The Laura Schlessinger stuff has been circulating enough that a brief comment is warranted. And because she is a public figure whose actions and comments touch on our values, it is halakhically proper for me to make these comments that, in a different context, would be forbidden as lashon hara and motzi shem ra’.
First, I have no comment on Shmuly Boteach’s commentary, attached with the Laura article. In the huge assemblage of those who deeply admire and respect Rabbi Shmuely Boteach, my presence is not to be found.
As for Laura, I was one of the very, very few who quietly hesitated to speak with pride about her adopting Judaism or veering towards Orthodox Judaism. I was bemused by her having converted to Judaism, to Orthodoxy, while still being married to a non-Jew. I did not understand how that works. How do you convert to Judaism authentically if you will be going to bed the next night with someone non-Jewish who is not converting with you? So it all appeared to begin all wrong. Maybe she was not having physical intimacy with a non-Jewish husband. But it was too quirky to run to the front of the line and to get proud. Too California. Too Valley.

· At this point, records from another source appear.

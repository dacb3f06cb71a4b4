//! Field-path extraction over raw record bytes.
//!
//! A [`FieldPath`] addresses a nested value with dot-separated segments
//! (`"user.address.city"`). A numeric segment indexes into an array
//! (`"tags.0"`), and `\.` escapes a literal dot inside a segment.
//!
//! Extraction drives `serde_json` with a [`DeserializeSeed`] that follows the
//! path and skips every sibling with [`IgnoredAny`], so only the addressed
//! value is materialized. The record never has to match a typed shape.

use std::fmt;
use std::str::FromStr;

use serde::de::{self, DeserializeSeed, Deserializer, IgnoredAny, MapAccess, SeqAccess, Visitor};
use serde::Deserialize;
use serde_json::Value;

use crate::error::{Result, StoreError};

/// A parsed dot-separated field path.
#[derive(Debug, Clone, PartialEq, Eq)]
pub struct FieldPath {
    segments: Vec<String>,
}

impl FieldPath {
    /// Parses `path` into segments.
    ///
    /// # Errors
    ///
    /// Returns [`StoreError::InvalidFieldPath`] if the path is empty or has an
    /// empty segment (`"a..b"`, `".a"`, `"a."`).
    pub fn parse(path: &str) -> Result<Self> {
        let mut segments = Vec::new();
        let mut current = String::new();
        let mut chars = path.chars();

        while let Some(c) = chars.next() {
            match c {
                '\\' => match chars.next() {
                    Some(escaped) => current.push(escaped),
                    None => current.push('\\'),
                },
                '.' => {
                    if current.is_empty() {
                        return Err(StoreError::InvalidFieldPath(path.to_string()));
                    }
                    segments.push(std::mem::take(&mut current));
                }
                other => current.push(other),
            }
        }

        if current.is_empty() {
            return Err(StoreError::InvalidFieldPath(path.to_string()));
        }
        segments.push(current);

        Ok(Self { segments })
    }

    /// A one-segment path naming a top-level field verbatim (no dot splitting).
    pub fn top_level(field: &str) -> Self {
        Self {
            segments: vec![field.to_string()],
        }
    }

    /// The path's segments, unescaped.
    pub fn segments(&self) -> &[String] {
        &self.segments
    }

    /// Extracts the addressed value from a JSON document held in `raw`.
    ///
    /// # Errors
    ///
    /// Returns [`StoreError::Parse`] if `raw` is not a single well-formed
    /// JSON document. A path that does not resolve is not an error.
    pub fn extract(&self, raw: &[u8]) -> Result<Field> {
        let mut de = serde_json::Deserializer::from_slice(raw);
        let value = PathSeed {
            segments: &self.segments,
        }
        .deserialize(&mut de)?;
        de.end()?;
        Ok(Field { value })
    }
}

impl FromStr for FieldPath {
    type Err = StoreError;

    fn from_str(s: &str) -> Result<Self> {
        Self::parse(s)
    }
}

impl fmt::Display for FieldPath {
    fn fmt(&self, f: &mut fmt::Formatter<'_>) -> fmt::Result {
        for (i, seg) in self.segments.iter().enumerate() {
            if i > 0 {
                f.write_str(".")?;
            }
            f.write_str(&seg.replace('\\', "\\\\").replace('.', "\\."))?;
        }
        Ok(())
    }
}

/// The outcome of a field extraction on a record that exists.
///
/// `exists()` is false when the path did not resolve (missing field, index
/// out of range, or descending into a scalar). A present JSON `null` exists.
#[derive(Debug, Clone, PartialEq, Default)]
pub struct Field {
    value: Option<Value>,
}

impl Field {
    /// Returns `true` if the path resolved to a value.
    #[must_use]
    pub fn exists(&self) -> bool {
        self.value.is_some()
    }

    /// The resolved value, if any.
    pub fn value(&self) -> Option<&Value> {
        self.value.as_ref()
    }

    /// Consumes the field, returning the resolved value.
    pub fn into_value(self) -> Option<Value> {
        self.value
    }

    /// The value as a string slice, if it is a JSON string.
    pub fn as_str(&self) -> Option<&str> {
        self.value.as_ref().and_then(Value::as_str)
    }

    /// The value as an `i64`, if it is an integer that fits.
    pub fn as_i64(&self) -> Option<i64> {
        self.value.as_ref().and_then(Value::as_i64)
    }

    /// The value as an `f64`, if it is a number.
    pub fn as_f64(&self) -> Option<f64> {
        self.value.as_ref().and_then(Value::as_f64)
    }

    /// The value as a `bool`, if it is a JSON boolean.
    pub fn as_bool(&self) -> Option<bool> {
        self.value.as_ref().and_then(Value::as_bool)
    }
}

/// Follows `segments` through the document. Yields `None` when the path
/// leaves the document's shape.
struct PathSeed<'p> {
    segments: &'p [String],
}

impl<'de, 'p> DeserializeSeed<'de> for PathSeed<'p> {
    type Value = Option<Value>;

    fn deserialize<D>(self, deserializer: D) -> std::result::Result<Self::Value, D::Error>
    where
        D: Deserializer<'de>,
    {
        match self.segments.split_first() {
            None => Value::deserialize(deserializer).map(Some),
            Some((head, rest)) => deserializer.deserialize_any(PathVisitor {
                head: head.as_str(),
                rest,
            }),
        }
    }
}

struct PathVisitor<'p> {
    head: &'p str,
    rest: &'p [String],
}

impl<'de, 'p> Visitor<'de> for PathVisitor<'p> {
    type Value = Option<Value>;

    fn expecting(&self, f: &mut fmt::Formatter<'_>) -> fmt::Result {
        write!(f, "any JSON value containing field {:?}", self.head)
    }

    fn visit_map<A>(self, mut map: A) -> std::result::Result<Self::Value, A::Error>
    where
        A: MapAccess<'de>,
    {
        let mut found = None;
        let mut matched = false;
        while let Some(key) = map.next_key::<String>()? {
            // First occurrence of a duplicated field wins.
            if !matched && key == self.head {
                matched = true;
                found = map.next_value_seed(PathSeed {
                    segments: self.rest,
                })?;
            } else {
                map.next_value::<IgnoredAny>()?;
            }
        }
        Ok(found)
    }

    fn visit_seq<A>(self, mut seq: A) -> std::result::Result<Self::Value, A::Error>
    where
        A: SeqAccess<'de>,
    {
        let target = self.head.parse::<usize>().ok();
        let mut found = None;
        let mut i = 0usize;
        loop {
            if Some(i) == target {
                match seq.next_element_seed(PathSeed {
                    segments: self.rest,
                })? {
                    Some(v) => found = v,
                    None => break,
                }
            } else if seq.next_element::<IgnoredAny>()?.is_none() {
                break;
            }
            i += 1;
        }
        Ok(found)
    }

    // Scalars have no children, so any remaining path misses.

    fn visit_bool<E>(self, _v: bool) -> std::result::Result<Self::Value, E>
    where
        E: de::Error,
    {
        Ok(None)
    }

    fn visit_i64<E>(self, _v: i64) -> std::result::Result<Self::Value, E>
    where
        E: de::Error,
    {
        Ok(None)
    }

    fn visit_u64<E>(self, _v: u64) -> std::result::Result<Self::Value, E>
    where
        E: de::Error,
    {
        Ok(None)
    }

    fn visit_f64<E>(self, _v: f64) -> std::result::Result<Self::Value, E>
    where
        E: de::Error,
    {
        Ok(None)
    }

    fn visit_str<E>(self, _v: &str) -> std::result::Result<Self::Value, E>
    where
        E: de::Error,
    {
        Ok(None)
    }

    fn visit_unit<E>(self) -> std::result::Result<Self::Value, E>
    where
        E: de::Error,
    {
        Ok(None)
    }
}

Soon, I read that she was forging Jewish religious contacts with a Conservative Jewish temple in Woodland Hills. A Conservative affiliation does not accord with an “Orthodox conversion,” so that did not add up either. Too quirky to get proud. Too California. Afterwards, when a prominent Orthodox organization had her as a featured speaker, and lots of Orthodox people went down to hear her, I opted not to go, was not interested.

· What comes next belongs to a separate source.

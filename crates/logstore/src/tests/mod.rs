mod helpers;
mod reader_tests;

I suppose that, in a way, I really wanted to find a way to take pride in her – I like her gusto; I like her feistiness; I like her courage in certain situations. But too much was too quirky. How can someone really participate in the Covenant of Abraham and Sarah by linking with a Temple that denies the authenticity of the Word of the Living G-d? Or appearing to link with a man outside the Covenant? Too Valley.
There is much about her I respect. She took her stand on homosexuality, and that cost her mightily. She probably lost her television program because of that. She stood strongly for other morality issues and did not back down. I felt the maximum sympathy for her when that creep distributed nude photographs that she had allowed him to take decades earlier, when she was so-much younger and less focused on values she later adopted. I felt so bad for her. All her critics were calling her a hypocrite, ridiculing and mocking her. I felt so bad — cannot a person make real mistakes when young and later revise her path? For that matter, can’t a person make mistakes when in his 30s and 40s and 50s and 60s — and later reverse course to a more Torah-defined path? And maybe the life of mistakes allows someone a heightened insight into why the Torah path is better. She was a victim, blackmailed from her past to silence her now. And she weathered the outrage with grace and dignity.

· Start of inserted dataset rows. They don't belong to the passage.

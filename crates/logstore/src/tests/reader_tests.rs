use std::fs::{self, OpenOptions};
use std::io::Write;

use anyhow::Result;
use serde::Deserialize;
use serde_json::json;
use tempfile::tempdir;

use super::helpers::write_lines;
use crate::*;

#[derive(Debug, Deserialize, PartialEq)]
struct Row {
    #[serde(rename = "Key")]
    key: String,
    v: i64,
}

fn write_ab(path: &std::path::Path) -> Result<()> {
    let mut w = LogWriter::create(path)?;
    w.append(br#"{"Key":"a","v":1}"#)?;
    w.append(br#"{"Key":"b","v":2}"#)?;
    w.close()?;
    Ok(())
}

// -------------------- Open & lookup --------------------

#[test]
fn open_and_lookup_written_records() -> Result<()> {
    let dir = tempdir()?;
    let path = dir.path().join("store.log");
    write_ab(&path)?;

    let r = LogReader::open(&path)?;
    assert_eq!(r.len(), 2);
    assert!(!r.is_empty());

    let b: Row = r.get("b")?.expect("b must exist");
    assert_eq!(b, Row { key: "b".into(), v: 2 });

    assert!(r.get::<Row>("c")?.is_none());
    Ok(())
}

#[test]
fn get_raw_returns_appended_bytes_without_terminator() -> Result<()> {
    let dir = tempdir()?;
    let path = dir.path().join("store.log");
    write_ab(&path)?;

    let r = LogReader::open(&path)?;
    assert_eq!(r.get_raw("a")?, Some(br#"{"Key":"a","v":1}"#.to_vec()));
    assert_eq!(r.get_raw("zzz")?, None);
    Ok(())
}

#[test]
fn open_missing_file_is_io_error() {
    let dir = tempdir().unwrap();
    let res = LogReader::open(dir.path().join("nope.log"));
    assert!(matches!(res, Err(StoreError::Io(_))));
}

#[test]
fn lookup_into_wrong_shape_is_parse_error() -> Result<()> {
    let dir = tempdir()?;
    let path = dir.path().join("store.log");
    write_lines(&path, &[r#"{"Key":"a","v":"not a number"}"#]);

    let r = LogReader::open(&path)?;
    let res = r.get::<Row>("a");
    assert!(matches!(res, Err(StoreError::Parse(_))));

    // The failure is local to that lookup.
    assert_eq!(r.len(), 1);
    assert!(r.field("a", "v")?.unwrap().exists());
    Ok(())
}

#[test]
fn lookup_after_skipped_lines() -> Result<()> {
    let dir = tempdir()?;
    let path = dir.path().join("store.log");
    write_lines(&path, &["# comment", "", r#"{"Key":"x","v":9}"#]);

    let r = LogReader::open(&path)?;
    assert_eq!(r.len(), 1);
    assert_eq!(r.entry("x"), Some(IndexEntry { offset: 11, length: 18 }));
    assert_eq!(r.get::<Row>("x")?.unwrap().v, 9);

    let stats = r.scan_stats();
    assert_eq!(stats.lines, 3);
    assert_eq!(stats.skipped, 2);
    Ok(())
}

#[test]
fn duplicate_key_reads_latest_record() -> Result<()> {
    let dir = tempdir()?;
    let path = dir.path().join("store.log");
    write_lines(
        &path,
        &[r#"{"Key":"k","v":1}"#, r#"{"Key":"k","v":2}"#],
    );

    let r = LogReader::open(&path)?;
    assert_eq!(r.len(), 1);
    assert_eq!(r.get::<Row>("k")?.unwrap().v, 2);
    assert_eq!(r.entry("k").unwrap().offset, 18);
    Ok(())
}

#[test]
fn every_entry_window_reads_back_its_line() -> Result<()> {
    let dir = tempdir()?;
    let path = dir.path().join("store.log");
    {
        let mut w = LogWriter::create(&path)?;
        for i in 0..200 {
            w.append_record(&json!({"Key": format!("key{}", i), "pad": "x".repeat(i % 17)}))?;
            if i % 10 == 0 {
                w.append(b"# checkpoint")?;
            }
        }
        w.close()?;
    }

    let data = fs::read(&path)?;
    let r = LogReader::open(&path)?;
    assert_eq!(r.len(), 200);

    let mut last_offset = None;
    for key in r.keys() {
        let e = r.entry(key).unwrap();
        if let Some(prev) = last_offset {
            assert!(e.offset > prev, "offsets increase in file order");
        }
        last_offset = Some(e.offset);

        let start = e.offset as usize;
        let line = &data[start..start + e.length as usize];
        assert_eq!(line.last(), Some(&b'\n'));
        assert_eq!(r.get_raw(key)?.unwrap(), &line[..line.len() - 1]);
    }
    Ok(())
}

#[test]
fn keys_are_in_file_order() -> Result<()> {
    let dir = tempdir()?;
    let path = dir.path().join("store.log");
    write_lines(
        &path,
        &[r#"{"Key":"zeta"}"#, r#"{"Key":"alpha"}"#, r#"{"Key":"mid"}"#],
    );

    let r = LogReader::open(&path)?;
    assert_eq!(r.keys(), vec!["zeta", "alpha", "mid"]);
    Ok(())
}

#[test]
fn custom_config_reader() -> Result<()> {
    let dir = tempdir()?;
    let path = dir.path().join("store.log");
    write_lines(&path, &["// note", r#"{"id":"n1","v":5}"#]);

    let cfg = StoreConfig::default()
        .with_key_field("id")
        .with_comment_marker(b'/');
    let r = LogReader::open_with_config(&path, cfg)?;
    assert_eq!(r.config().key_field, "id");
    assert_eq!(r.field("n1", "v")?.unwrap().as_i64(), Some(5));
    Ok(())
}

// -------------------- Field lookup --------------------

#[test]
fn field_lookup_reads_single_value() -> Result<()> {
    let dir = tempdir()?;
    let path = dir.path().join("store.log");
    write_ab(&path)?;

    let r = LogReader::open(&path)?;
    let v = r.field("a", "v")?.expect("a exists");
    assert!(v.exists());
    assert_eq!(v.as_i64(), Some(1));

    assert!(r.field("c", "v")?.is_none());
    Ok(())
}

#[test]
fn field_lookup_nested_paths() -> Result<()> {
    let dir = tempdir()?;
    let path = dir.path().join("store.log");
    write_lines(
        &path,
        &[r#"{"Key":"u1","user":{"name":"ann","tags":["x","y"],"geo":{"city":"Oslo"}},"a.b":true}"#],
    );

    let r = LogReader::open(&path)?;
    assert_eq!(r.field("u1", "user.name")?.unwrap().as_str(), Some("ann"));
    assert_eq!(r.field("u1", "user.tags.1")?.unwrap().as_str(), Some("y"));
    assert_eq!(r.field("u1", "user.geo.city")?.unwrap().as_str(), Some("Oslo"));
    assert_eq!(r.field("u1", r"a\.b")?.unwrap().as_bool(), Some(true));
    assert_eq!(
        r.field("u1", "user.geo")?.unwrap().into_value(),
        Some(json!({"city": "Oslo"}))
    );

    let missing = r.field("u1", "user.email")?.unwrap();
    assert!(!missing.exists());
    assert!(!r.field("u1", "user.tags.7")?.unwrap().exists());
    assert!(!r.field("u1", "user.name.first")?.unwrap().exists());
    Ok(())
}

#[test]
fn field_lookup_rejects_bad_path() -> Result<()> {
    let dir = tempdir()?;
    let path = dir.path().join("store.log");
    write_ab(&path)?;

    let r = LogReader::open(&path)?;
    assert!(matches!(
        r.field("a", "v..x"),
        Err(StoreError::InvalidFieldPath(_))
    ));
    assert!(matches!(r.field("a", ""), Err(StoreError::InvalidFieldPath(_))));
    Ok(())
}

// -------------------- Snapshot semantics --------------------

#[test]
fn appends_after_scan_need_reindex() -> Result<()> {
    let dir = tempdir()?;
    let path = dir.path().join("store.log");
    write_ab(&path)?;

    let mut r = LogReader::open(&path)?;
    assert!(!r.contains_key("c"));

    {
        let mut f = OpenOptions::new().append(true).open(&path)?;
        f.write_all(b"{\"Key\":\"c\",\"v\":3}\n{\"Key\":\"a\",\"v\":10}\n")?;
    }
    // Still the old snapshot.
    assert!(r.get::<Row>("c")?.is_none());
    assert_eq!(r.get::<Row>("a")?.unwrap().v, 1);

    r.reindex()?;
    assert_eq!(r.len(), 3);
    assert_eq!(r.get::<Row>("c")?.unwrap().v, 3);
    assert_eq!(r.get::<Row>("a")?.unwrap().v, 10);
    Ok(())
}

#[test]
fn truncated_file_after_scan_is_io_error() -> Result<()> {
    let dir = tempdir()?;
    let path = dir.path().join("store.log");
    write_ab(&path)?;

    let r = LogReader::open(&path)?;
    OpenOptions::new().write(true).open(&path)?.set_len(20)?;

    assert!(matches!(r.get_raw("b"), Err(StoreError::Io(_))));
    // Entries before the cut are still readable.
    assert_eq!(r.get::<Row>("a")?.unwrap().v, 1);
    Ok(())
}

#[test]
fn concurrent_lookups_share_one_reader() -> Result<()> {
    let dir = tempdir()?;
    let path = dir.path().join("store.log");
    {
        let mut w = LogWriter::create(&path)?;
        for i in 0..100 {
            w.append_record(&json!({"Key": format!("k{}", i), "v": i}))?;
        }
        w.close()?;
    }

    let r = LogReader::open(&path)?;
    std::thread::scope(|s| {
        for t in 0..4 {
            let r = &r;
            s.spawn(move || {
                for i in (t..100).step_by(4) {
                    let row: Row = r.get(&format!("k{}", i)).unwrap().unwrap();
                    assert_eq!(row.v, i as i64);
                }
            });
        }
    });
    Ok(())
}

// -------------------- Index export --------------------

#[test]
fn save_index_writes_delimited_export() -> Result<()> {
    let dir = tempdir()?;
    let path = dir.path().join("store.log");
    write_lines(
        &path,
        &["# c", r#"{"Key":"a","v":1}"#, r#"{"Key":"b,c","v":2}"#],
    );
    let r = LogReader::open(&path)?;

    let idx_path = dir.path().join("store.idx");
    r.save_index(&idx_path)?;

    let text = fs::read_to_string(&idx_path)?;
    let lines: Vec<&str> = text.lines().collect();
    assert_eq!(lines, vec![INDEX_EXPORT_HEADER, "\"a\",4,18", "\"b,c\",22,20"]);
    assert!(!dir.path().join("store.idx.tmp").exists());

    // Export does not disturb the live index.
    assert_eq!(r.get::<Row>("b,c")?.unwrap().v, 2);
    Ok(())
}

#[test]
fn save_index_to_bad_path_is_io_error() -> Result<()> {
    let dir = tempdir()?;
    let path = dir.path().join("store.log");
    write_ab(&path)?;

    let r = LogReader::open(&path)?;
    let res = r.save_index(dir.path().join("missing/dir/store.idx"));
    assert!(matches!(res, Err(StoreError::Io(_))));
    Ok(())
}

Still, a bunch of her strong positions, her not backing down, are as much a part of her radio schtick as they are the manifestations of courage. So it did not cost her on radio to stand firm on morality issues, to issue tough love to her callers, because her core backing expects that of her. So I am not sure how much of her is about courage. And how much is schtick.
There are many, many quirks in the Dr. Laura persona, and she may be a great and wonderful person, but maybe not. I just do not know. And many things about her bothered me. She tells people to call their parents, but she told Tom Snyder on a TV interview that she had not spoken to her parents for decades. Now that does potentially evince an aspect of hypocrisy. He asked why, and she responded that she did not want to discuss it. Interesting, I thought. She discusses everything else. Not inhibited, she. And she encourages her callers to put their personal lives out front on radio.
Later, when her Mom was found dead a year or two ago, the papers reported that the Mom had died quite some time earlier, but nobody had known for a while that the deceased lay deceased in her Beverly Hills home. I guess Laura really did not call her Mom all that much.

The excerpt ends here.